Recorded data:
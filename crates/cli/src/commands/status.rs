//! `filescope status`: Show effective configuration.

use filescope_config::AppConfig;
use std::path::Path;

pub fn run(config: &AppConfig, config_path: Option<&Path>) -> Result<(), Box<dyn std::error::Error>> {
    let path = config_path
        .map(Path::to_path_buf)
        .unwrap_or_else(|| AppConfig::config_dir().join("config.toml"));

    println!("filescope status");
    println!("================");
    println!("  Config file:   {}", path.display());
    println!("  Provider:      {}", config.default_provider);
    println!("  API key:       {}", if config.has_api_key() { "set" } else { "missing" });
    println!("  Models:");
    println!("    selection:   {}", config.selection_model());
    println!("    arbiter:     {}", config.arbiter_model());
    println!("    summarizer:  {}", config.summarizer_model());
    println!("  Cache:");
    println!("    ttl:         {}s", config.cache.ttl_secs);
    println!("    soft cap:    {} entries", config.cache.soft_cap);
    println!("    candidates:  {}", config.cache.similarity_candidates);
    println!("    sweep:       {}", if config.cache.sweep { "enabled" } else { "disabled" });
    println!("  Selection:");
    println!("    max files:   {}", config.selection.max_files);
    println!("    timeout:     {}s", config.selection.timeout_secs);
    println!(
        "    ignore:      {} extra pattern(s)",
        config.selection.extra_ignore_patterns.len()
    );
    println!("  Arbiter:       {}", if config.arbiter.enabled { "enabled" } else { "disabled" });
    println!("  Log:           {}{}", config.log.level, if config.log.json { " (json)" } else { "" });

    if path.exists() {
        println!("\n  Config file found");
    } else {
        println!("\n  No config file, using defaults. Run `filescope init` to create one.");
    }

    Ok(())
}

Goal of the exercise:
Print the line containing "config file, using", then every line after it through the last line of the records, each exactly as written; nothing else belongs in the answer.

Exercise solution:
        println!("\n  No config file, using defaults. Run `filescope init` to create one.");
    }

    Ok(())
}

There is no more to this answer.